On Wednesday, October 19, 2011, three HS&A attorneys ventured out to Los Angeles area high schools and joined members of the Los Angeles County Bar Association to serve as volunteer Dialogue leaders for Dialogues on Freedom. The roots of this program date back to the tragic events of 9/11. This program sends judges and attorneys to Los Angeles area high school classrooms to lead interactive discussions on the meaning of freedom as well as the balance between personal freedoms and security. Dialogues on Freedom are sponsored by LACBA in cooperation with the Los Angeles Unified School District and Los Angeles Superior Court.
For Jack Schaedel, it was an opportunity to connect with the larger LA community. “I get a charge from hearing young people get so excited talking about constitutional issues like liberty, security, and wrestle with how hard it can be to find the right balance. It was particularly rewarding when one girl approached me afterwards to tell me she wants to be a lawyer and ask me how she can pursue such a career.” Jack was also happy to spend a day in the shoes of his father, mother, sister and wife, all of whom are or were dedicated public school teachers.
Jennifer Tsao had a unique opportunity to hold a discussion with students at Wilson High School’s Police Academy Magnet Program. She noted, “At the beginning of the class, the students, who wish to pursue a career in law enforcement, felt very strongly that law enforcement should be granted wide latitude to keep safety and order, even at the expense of an individual’s right to privacy or freedom of expression. As we analyzed search and seizure hypotheticals, however, their viewpoints became more nuanced. It was an eye-opening experience for me to hear about what they considered a ‘reasonable’ search and seizure, and how that reflected each of their personal experiences and circumstances. I hope the discussion got them thinking about society’s constant balancing of order and freedom, and how it can be a slippery slope in either direction. I certainly learned from them.”
This was Martin Sullivan’s second year taking part in the program. “I’d love to do it more often. It is so rewarding to give students a brand new tool – a legal concept – and watch them use it towards solving real problems in the world and in their lives.” Martin considered it a privilege to teach and learn from the students at Belmont High.

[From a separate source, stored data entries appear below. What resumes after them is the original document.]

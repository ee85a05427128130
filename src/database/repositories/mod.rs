pub mod shift;

// Re-export all repositories for easy importing
pub use shift::ShiftRepository;
use anyhow::Result;
use sqlx::PgPool;
use sqlx::postgres::PgPoolOptions;

use crate::config::Config;

pub mod models;
pub mod repositories;
pub mod types;

pub async fn init_database(config: &Config) -> Result<PgPool> {
    // Create connection pool
    let pool = PgPoolOptions::new()
        .max_connections(config.database_max_connections)
        .connect(&config.database_url)
        .await?;

    // Run migrations
    log::info!("Running database migrations...");
    sqlx::migrate!("./migrations").run(&pool).await?;
    log::info!("Migrations completed successfully");

    Ok(pool)
}
use actix_web::web;

use crate::handlers::health;

pub mod shifts;

pub fn configure(cfg: &mut web::ServiceConfig) {
    cfg.service(health::hello)
        .service(health::health)
        .service(web::scope("/api/v1").configure(shifts::configure))
        .default_service(web::route().to(health::not_found));
}
pub mod health;
pub mod shared;
pub mod shifts;
use actix_web::web;

use crate::error::AppError;
use crate::handlers::shifts;

pub fn configure(cfg: &mut web::ServiceConfig) {
    // Malformed query strings get the same JSON error body as handler failures
    let query_config = web::QueryConfig::default()
        .error_handler(|err, _req| AppError::BadRequest(err.to_string()).into());

    cfg.service(
        web::scope("/shifts")
            .app_data(query_config)
            .route("", web::get().to(shifts::get_shifts)),
    );
}
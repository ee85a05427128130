use actix_web::{HttpResponse, ResponseError, http::StatusCode};
use thiserror::Error;

use crate::handlers::shared::ApiResponse;
use crate::services::shift_list::ShiftListError;

#[derive(Error, Debug)]
pub enum AppError {
    #[error("Database error: {0}")]
    DatabaseError(sqlx::Error),

    #[error("Data integrity error: {0}")]
    DataIntegrity(ShiftListError),

    #[error("Not found: {0}")]
    NotFound(String),

    #[error("Bad request: {0}")]
    BadRequest(String),

    #[error("Internal server error{}", .0.as_ref().map_or("".to_string(), |s| format!(": {}", s)))]
    InternalServerError(Option<String>),
}

impl ResponseError for AppError {
    fn status_code(&self) -> StatusCode {
        match self {
            AppError::DatabaseError(_) => StatusCode::INTERNAL_SERVER_ERROR,
            AppError::DataIntegrity(_) => StatusCode::INTERNAL_SERVER_ERROR,
            AppError::NotFound(_) => StatusCode::NOT_FOUND,
            AppError::BadRequest(_) => StatusCode::BAD_REQUEST,
            AppError::InternalServerError(_) => StatusCode::INTERNAL_SERVER_ERROR,
        }
    }

    fn error_response(&self) -> HttpResponse {
        // Single log point for every failed request
        let status_code = self.status_code();
        let error_message = self.to_string();

        log::error!(
            "Request failed with status {}: {}",
            status_code,
            error_message
        );

        let response_body = ApiResponse::<()>::error(&error_message);

        HttpResponse::build(status_code).json(response_body)
    }
}

impl From<sqlx::Error> for AppError {
    fn from(error: sqlx::Error) -> Self {
        AppError::DatabaseError(error)
    }
}

impl From<ShiftListError> for AppError {
    fn from(error: ShiftListError) -> Self {
        AppError::DataIntegrity(error)
    }
}

impl From<anyhow::Error> for AppError {
    fn from(error: anyhow::Error) -> Self {
        // Repositories return anyhow; recover the typed database error when present
        match error.downcast::<sqlx::Error>() {
            Ok(sqlx_err) => AppError::DatabaseError(sqlx_err),
            Err(original_error) => AppError::InternalServerError(Some(original_error.to_string())),
        }
    }
}
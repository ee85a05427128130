use actix_web::{HttpRequest, HttpResponse, web};

use crate::config::Config;
use crate::database::models::ShiftListQuery;
use crate::database::repositories::ShiftRepository;
use crate::error::AppError;
use crate::handlers::shared::ApiResponse;
use crate::middleware::RequestIdExt;
use crate::services::shift_list::get_shift_list;

/// List shift times with their total and filled slot counts
pub async fn get_shifts(
    repo: web::Data<ShiftRepository>,
    config: web::Data<Config>,
    query: web::Query<ShiftListQuery>,
    req: HttpRequest,
) -> Result<HttpResponse, AppError> {
    let query = query.into_inner();
    query.validate().map_err(AppError::BadRequest)?;

    let rows = repo.get_shift_rows(&query).await?;

    let row_count = rows.len();
    let shifts = get_shift_list(rows, config.shift_grouping)?;

    log::debug!(
        "Listed {} shifts from {} rows (category: {:?}, correlation_id={})",
        shifts.len(),
        row_count,
        query.category_id,
        req.correlation_id().unwrap_or_default()
    );

    Ok(HttpResponse::Ok().json(ApiResponse::success(shifts)))
}
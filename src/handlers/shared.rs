use serde::{Deserialize, Serialize};

#[derive(Debug, Serialize, Deserialize)]
pub struct ApiResponse<T> {
    pub success: bool,
    pub data: Option<T>,
    pub message: Option<String>,
}

impl<T> ApiResponse<T> {
    // Success with data
    pub fn success(data: T) -> Self {
        Self {
            success: true,
            data: Some(data),
            message: None,
        }
    }
}

impl ApiResponse<()> {
    // Error response (no data)
    pub fn error(message: &str) -> Self {
        Self {
            success: false,
            data: None,
            message: Some(message.to_string()),
        }
    }
}
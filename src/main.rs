use actix_web::{App, HttpServer, middleware::Logger, web};
use anyhow::Result;

use volunteer_shifts::database::init_database;
use volunteer_shifts::middleware::{RequestId, cors_for};
use volunteer_shifts::{Config, ShiftRepository, routes};

#[actix_web::main]
async fn main() -> Result<()> {
    // Load environment variables
    dotenvy::dotenv().ok();

    // Initialize logger
    env_logger::init();

    log::info!("Starting Volunteer Shifts API server...");

    // Load configuration
    let config = Config::from_env()?;
    log::info!(
        "Configuration loaded (environment: {}, shift grouping: {})",
        config.environment,
        config.shift_grouping
    );

    // Initialize database
    let pool = init_database(&config).await?;
    log::info!("Database initialized");

    let shift_repo_data = web::Data::new(ShiftRepository::new(pool));
    let config_data = web::Data::new(config.clone());

    let server_address = config.server_address();
    log::info!("Server starting on http://{}", server_address);

    // Start HTTP server
    HttpServer::new(move || {
        App::new()
            .app_data(shift_repo_data.clone())
            .app_data(config_data.clone())
            .wrap(cors_for(&config))
            .wrap(RequestId)
            .wrap(Logger::new(
                r#"%a "%r" %s %b "%{Referer}i" "%{User-Agent}i" %T correlation_id=%{x-correlation-id}o"#,
            ))
            .configure(routes::configure)
    })
    .bind(&server_address)?
    .run()
    .await
    .map_err(|e| anyhow::anyhow!("Server error: {}", e))
}
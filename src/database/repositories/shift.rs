use anyhow::Result;
use sqlx::PgPool;

use crate::database::models::ShiftListQuery;
use crate::database::types::ShiftTimeRow;

// Leading sort key keeps the rows of each shift time contiguous.
const SHIFT_ROWS_QUERY: &str = r#"
    SELECT
        st.shift_times_id,
        stp.time_position_id,
        vs.shiftboard_id,
        stp.slots,
        sn.shift_category_id,
        sc.category AS department,
        sn.shift_name,
        d.datename,
        st.start_time,
        st.end_time
    FROM op_shift_times st
    INNER JOIN op_shift_name sn ON sn.shift_name_id = st.shift_name_id
    INNER JOIN op_shift_category sc ON sc.shift_category_id = sn.shift_category_id
    INNER JOIN op_shift_time_position stp ON stp.shift_times_id = st.shift_times_id
    LEFT JOIN op_dates d ON d.date = st.date
    LEFT JOIN op_volunteer_shifts vs
        ON vs.time_position_id = stp.time_position_id AND vs.remove_shift = false
    WHERE sn.remove_shift_name = false
        AND ($1::BIGINT IS NULL OR sn.shift_category_id = $1)
        AND ($2::TIMESTAMP IS NULL OR st.start_time >= $2)
        AND ($3::TIMESTAMP IS NULL OR st.end_time <= $3)
    ORDER BY st.start_time, st.shift_times_id, stp.time_position_id, vs.shiftboard_id
"#;

#[derive(Clone)]
pub struct ShiftRepository {
    pool: PgPool,
}

impl ShiftRepository {
    pub fn new(pool: PgPool) -> Self {
        Self { pool }
    }

    /// Fetch the flat shift listing rows, one per shift time, position and assigned volunteer.
    pub async fn get_shift_rows(&self, query: &ShiftListQuery) -> Result<Vec<ShiftTimeRow>> {
        let rows = sqlx::query_as::<_, ShiftTimeRow>(SHIFT_ROWS_QUERY)
            .bind(query.category_id)
            .bind(query.from)
            .bind(query.to)
            .fetch_all(&self.pool)
            .await?;

        Ok(rows)
    }
}
pub mod cors;
pub mod request_id;

pub use cors::cors_for;
pub use request_id::{CORRELATION_ID_HEADER, CorrelationId, RequestId, RequestIdExt};
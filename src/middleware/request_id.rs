use std::future::{Ready, ready};

use actix_web::{
    Error, HttpMessage,
    dev::{Service, ServiceRequest, ServiceResponse, Transform, forward_ready},
    http::header::{HeaderName, HeaderValue},
};
use futures_util::future::LocalBoxFuture;
use uuid::Uuid;

pub const CORRELATION_ID_HEADER: &str = "x-correlation-id";

/// Correlation id of the current request, stored in request extensions.
#[derive(Debug, Clone, PartialEq, Eq)]
pub struct CorrelationId(pub String);

impl CorrelationId {
    // Reuse the caller's id when it is a valid header value
    fn from_request(req: &ServiceRequest) -> Self {
        req.headers()
            .get(CORRELATION_ID_HEADER)
            .and_then(|h| h.to_str().ok())
            .filter(|id| !id.trim().is_empty())
            .map(|id| CorrelationId(id.to_string()))
            .unwrap_or_else(|| CorrelationId(Uuid::new_v4().to_string()))
    }
}

// Middleware factory
pub struct RequestId;

impl<S, B> Transform<S, ServiceRequest> for RequestId
where
    S: Service<ServiceRequest, Response = ServiceResponse<B>, Error = Error>,
    S::Future: 'static,
    B: 'static,
{
    type Response = ServiceResponse<B>;
    type Error = Error;
    type InitError = ();
    type Transform = RequestIdMiddleware<S>;
    type Future = Ready<Result<Self::Transform, Self::InitError>>;

    fn new_transform(&self, service: S) -> Self::Future {
        ready(Ok(RequestIdMiddleware { service }))
    }
}

pub struct RequestIdMiddleware<S> {
    service: S,
}

impl<S, B> Service<ServiceRequest> for RequestIdMiddleware<S>
where
    S: Service<ServiceRequest, Response = ServiceResponse<B>, Error = Error>,
    S::Future: 'static,
    B: 'static,
{
    type Response = ServiceResponse<B>;
    type Error = Error;
    type Future = LocalBoxFuture<'static, Result<Self::Response, Self::Error>>;

    forward_ready!(service);

    fn call(&self, req: ServiceRequest) -> Self::Future {
        let correlation_id = CorrelationId::from_request(&req);
        req.extensions_mut().insert(correlation_id.clone());

        let fut = self.service.call(req);

        Box::pin(async move {
            let mut res = fut.await?;

            match HeaderValue::from_str(&correlation_id.0) {
                Ok(value) => {
                    res.headers_mut()
                        .insert(HeaderName::from_static(CORRELATION_ID_HEADER), value);
                }
                Err(e) => log::warn!("Dropping unusable correlation id: {}", e),
            }

            Ok(res)
        })
    }
}

// Extension trait to easily get correlation ID from request
pub trait RequestIdExt {
    fn correlation_id(&self) -> Option<String>;
}

impl RequestIdExt for actix_web::HttpRequest {
    fn correlation_id(&self) -> Option<String> {
        self.extensions().get::<CorrelationId>().map(|id| id.0.clone())
    }
}
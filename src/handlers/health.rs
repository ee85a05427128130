use actix_web::{HttpResponse, Responder, get};

use crate::error::AppError;

#[get("/")]
pub async fn hello() -> impl Responder {
    HttpResponse::Ok().body("Volunteer Shifts API v1.0")
}

#[get("/health")]
pub async fn health() -> impl Responder {
    HttpResponse::Ok().json(serde_json::json!({
        "status": "ok",
        "timestamp": chrono::Utc::now()
    }))
}

// Fallback for unmatched routes
pub async fn not_found() -> Result<HttpResponse, AppError> {
    Err(AppError::NotFound("Route not found".to_string()))
}
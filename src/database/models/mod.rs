pub mod shift;

// Re-export all models for easy importing
pub use shift::*;
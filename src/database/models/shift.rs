use chrono::NaiveDateTime;
use serde::{Deserialize, Serialize};

#[derive(Debug, Clone, PartialEq, Eq, Serialize, Deserialize)]
pub struct ShiftCategoryRef {
    pub id: i64,
}

#[derive(Debug, Clone, PartialEq, Eq, Serialize, Deserialize)]
pub struct DepartmentRef {
    pub name: String,
}

/// One shift time with its staffing totals, as returned by the shift listing.
#[derive(Debug, Clone, PartialEq, Eq, Serialize, Deserialize)]
#[serde(rename_all = "camelCase")]
pub struct ShiftSummary {
    pub id: i64,
    pub category: ShiftCategoryRef,
    pub department: DepartmentRef,
    #[serde(rename = "type")]
    pub shift_type: String,
    pub date_name: String,
    pub start_time: NaiveDateTime,
    pub end_time: NaiveDateTime,
    pub slots_total: u64,
    pub slots_filled: u64,
}

#[derive(Debug, Clone, Default, Deserialize)]
#[serde(rename_all = "camelCase")]
pub struct ShiftListQuery {
    pub category_id: Option<i64>,
    pub from: Option<NaiveDateTime>,
    pub to: Option<NaiveDateTime>,
}

impl ShiftListQuery {
    /// Returns an error message when the time window is inverted.
    pub fn validate(&self) -> Result<(), String> {
        match (self.from, self.to) {
            (Some(from), Some(to)) if from > to => Err(format!(
                "Invalid time window: 'from' ({}) is after 'to' ({})",
                from, to
            )),
            _ => Ok(()),
        }
    }
}
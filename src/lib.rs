pub mod config;
pub mod database;
pub mod error;
pub mod handlers;
pub mod middleware;
pub mod routes;
pub mod services;

pub use config::Config;
pub use database::repositories::ShiftRepository;
pub use error::AppError;
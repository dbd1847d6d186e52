//! Worker pool for per-item explanation work.

use parking_lot::Mutex;
use rayon::{ThreadPool, ThreadPoolBuilder};

use crate::error::{PipelineError, Result};

/// Fixed-size thread pool owned by a pipeline.
///
/// Jobs are split round-robin into at most `workers` chunks. Every chunk
/// receives its own clone of the shared handle, so the handle only needs to
/// be `Clone + Send`.
#[derive(Debug)]
pub struct WorkerPool {
    pool: ThreadPool,
    workers: usize,
}

impl WorkerPool {
    /// Create a pool with `workers` threads.
    ///
    /// # Errors
    ///
    /// Returns [`PipelineError::WorkerPool`] if `workers` is zero or the
    /// threads cannot be spawned.
    pub fn new(workers: usize) -> Result<Self> {
        if workers == 0 {
            return Err(PipelineError::WorkerPool("at least one worker is required".to_string()));
        }
        let pool = ThreadPoolBuilder::new()
            .num_threads(workers)
            .thread_name(|i| format!("plasmo-explain-{i}"))
            .build()
            .map_err(|e| PipelineError::WorkerPool(e.to_string()))?;
        Ok(Self { pool, workers })
    }

    /// Number of threads.
    pub fn workers(&self) -> usize {
        self.workers
    }

    /// Run `task` on every job and return the results in job order.
    pub fn fan_out<S, J, R, F>(&self, shared: &S, jobs: Vec<J>, task: F) -> Vec<R>
    where
        S: Clone + Send,
        J: Send,
        R: Send,
        F: Fn(&S, J) -> R + Sync,
    {
        let n_jobs = jobs.len();
        if n_jobs == 0 {
            return Vec::new();
        }

        let n_chunks = self.workers.min(n_jobs);
        let mut chunks: Vec<Vec<(usize, J)>> = (0..n_chunks).map(|_| Vec::new()).collect();
        for (index, job) in jobs.into_iter().enumerate() {
            chunks[index % n_chunks].push((index, job));
        }
        let assignments: Vec<(S, Vec<(usize, J)>)> = chunks
            .into_iter()
            .map(|chunk| (shared.clone(), chunk))
            .collect();

        let results = Mutex::new(Vec::with_capacity(n_jobs));
        let task = &task;
        let sink = &results;
        self.pool.scope(move |scope| {
            for (handle, chunk) in assignments {
                scope.spawn(move |_| {
                    for (index, job) in chunk {
                        let output = task(&handle, job);
                        sink.lock().push((index, output));
                    }
                });
            }
        });

        let mut results = results.into_inner();
        results.sort_by_key(|(index, _)| *index);
        results.into_iter().map(|(_, output)| output).collect()
    }
}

When this trio of talented attorneys returned to the office to reflect on their experiences we were all reminded that their work with Dialogues on Freedom is directly in line with the fourth goal of our firm, “Give back to our communities through our skills, time and effort.” Jack, Jennifer and Martin agree that the act of giving is what helps maintain a healthy balance in their lives both personally and professionally.